# Work to be completed
From the first entry to the last, repeat the listing exactly.

# Information
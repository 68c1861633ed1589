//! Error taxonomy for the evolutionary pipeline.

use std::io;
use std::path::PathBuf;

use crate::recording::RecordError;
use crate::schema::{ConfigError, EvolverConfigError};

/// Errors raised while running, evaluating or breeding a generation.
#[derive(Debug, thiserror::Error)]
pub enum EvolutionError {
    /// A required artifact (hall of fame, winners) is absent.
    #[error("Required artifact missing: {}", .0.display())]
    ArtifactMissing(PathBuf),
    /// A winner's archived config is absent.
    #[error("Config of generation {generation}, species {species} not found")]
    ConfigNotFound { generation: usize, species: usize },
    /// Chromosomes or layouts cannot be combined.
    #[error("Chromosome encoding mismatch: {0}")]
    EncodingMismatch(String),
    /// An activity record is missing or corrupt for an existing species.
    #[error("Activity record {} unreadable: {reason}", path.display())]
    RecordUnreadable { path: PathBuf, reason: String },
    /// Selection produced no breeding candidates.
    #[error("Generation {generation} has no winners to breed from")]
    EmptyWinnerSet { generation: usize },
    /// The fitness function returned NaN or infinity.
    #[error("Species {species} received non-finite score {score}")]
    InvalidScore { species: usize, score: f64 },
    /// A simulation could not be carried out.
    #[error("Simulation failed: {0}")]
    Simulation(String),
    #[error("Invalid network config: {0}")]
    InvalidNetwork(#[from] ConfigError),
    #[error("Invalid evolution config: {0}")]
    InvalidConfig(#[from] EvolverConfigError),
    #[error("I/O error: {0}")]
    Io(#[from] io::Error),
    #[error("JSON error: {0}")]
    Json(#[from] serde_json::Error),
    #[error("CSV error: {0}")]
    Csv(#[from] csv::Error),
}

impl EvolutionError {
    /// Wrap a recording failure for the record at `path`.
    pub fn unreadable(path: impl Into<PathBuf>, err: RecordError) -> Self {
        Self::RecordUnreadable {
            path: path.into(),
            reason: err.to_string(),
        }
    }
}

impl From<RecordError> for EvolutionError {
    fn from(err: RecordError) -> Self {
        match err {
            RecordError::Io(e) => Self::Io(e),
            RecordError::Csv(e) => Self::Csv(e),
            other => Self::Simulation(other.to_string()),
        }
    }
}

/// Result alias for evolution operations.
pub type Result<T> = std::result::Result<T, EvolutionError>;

# Task result
repository 68c1861633ed1589
//! Error taxonomy for the evolutionary pipeline.

use std::io;
use std::path::PathBuf;

use crate::recording::RecordError;
use crate::schema::{ConfigError, EvolverConfigError};

/// Errors raised while running, evaluating or breeding a generation.
#[derive(Debug, thiserror::Error)]
pub enum EvolutionError {
    /// A required artifact (hall of fame, winners) is absent.
    #[error("Required artifact missing: {}", .0.display())]
    ArtifactMissing(PathBuf),
    /// A winner's archived config is absent.
    #[error("Config of generation {generation}, species {species} not found")]
    ConfigNotFound { generation: usize, species: usize },
    /// Chromosomes or layouts cannot be combined.
    #[error("Chromosome encoding mismatch: {0}")]
    EncodingMismatch(String),
    /// An activity record is missing or corrupt for an existing species.
    #[error("Activity record {} unreadable: {reason}", path.display())]
    RecordUnreadable { path: PathBuf, reason: String },
    /// Selection produced no breeding candidates.
    #[error("Generation {generation} has no winners to breed from")]
    EmptyWinnerSet { generation: usize },
    /// The fitness function returned NaN or infinity.
    #[error("Species {species} received non-finite score {score}")]
    InvalidScore { species: usize, score: f64 },
    /// A simulation could not be carried out.
    #[error("Simulation failed: {0}")]
    Simulation(String),
    #[error("Invalid network config: {0}")]
    InvalidNetwork(#[from] ConfigError),
    #[error("Invalid evolution config: {0}")]
    InvalidConfig(#[from] EvolverConfigError),
    #[error("I/O error: {0}")]
    Io(#[from] io::Error),
    #[error("JSON error: {0}")]
    Json(#[from] serde_json::Error),
    #[error("CSV error: {0}")]
    Csv(#[from] csv::Error),
}

impl EvolutionError {
    /// Wrap a recording failure for the record at `path`.
    pub fn unreadable(path: impl Into<PathBuf>, err: RecordError) -> Self {
        Self::RecordUnreadable {
            path: path.into(),
            reason: err.to_string(),
        }
    }
}

impl From<RecordError> for EvolutionError {
    fn from(err: RecordError) -> Self {
        match err {
            RecordError::Io(e) => Self::Io(e),
            RecordError::Csv(e) => Self::Csv(e),
            other => Self::Simulation(other.to_string()),
        }
    }
}

/// Result alias for evolution operations.
pub type Result<T> = std::result::Result<T, EvolutionError>;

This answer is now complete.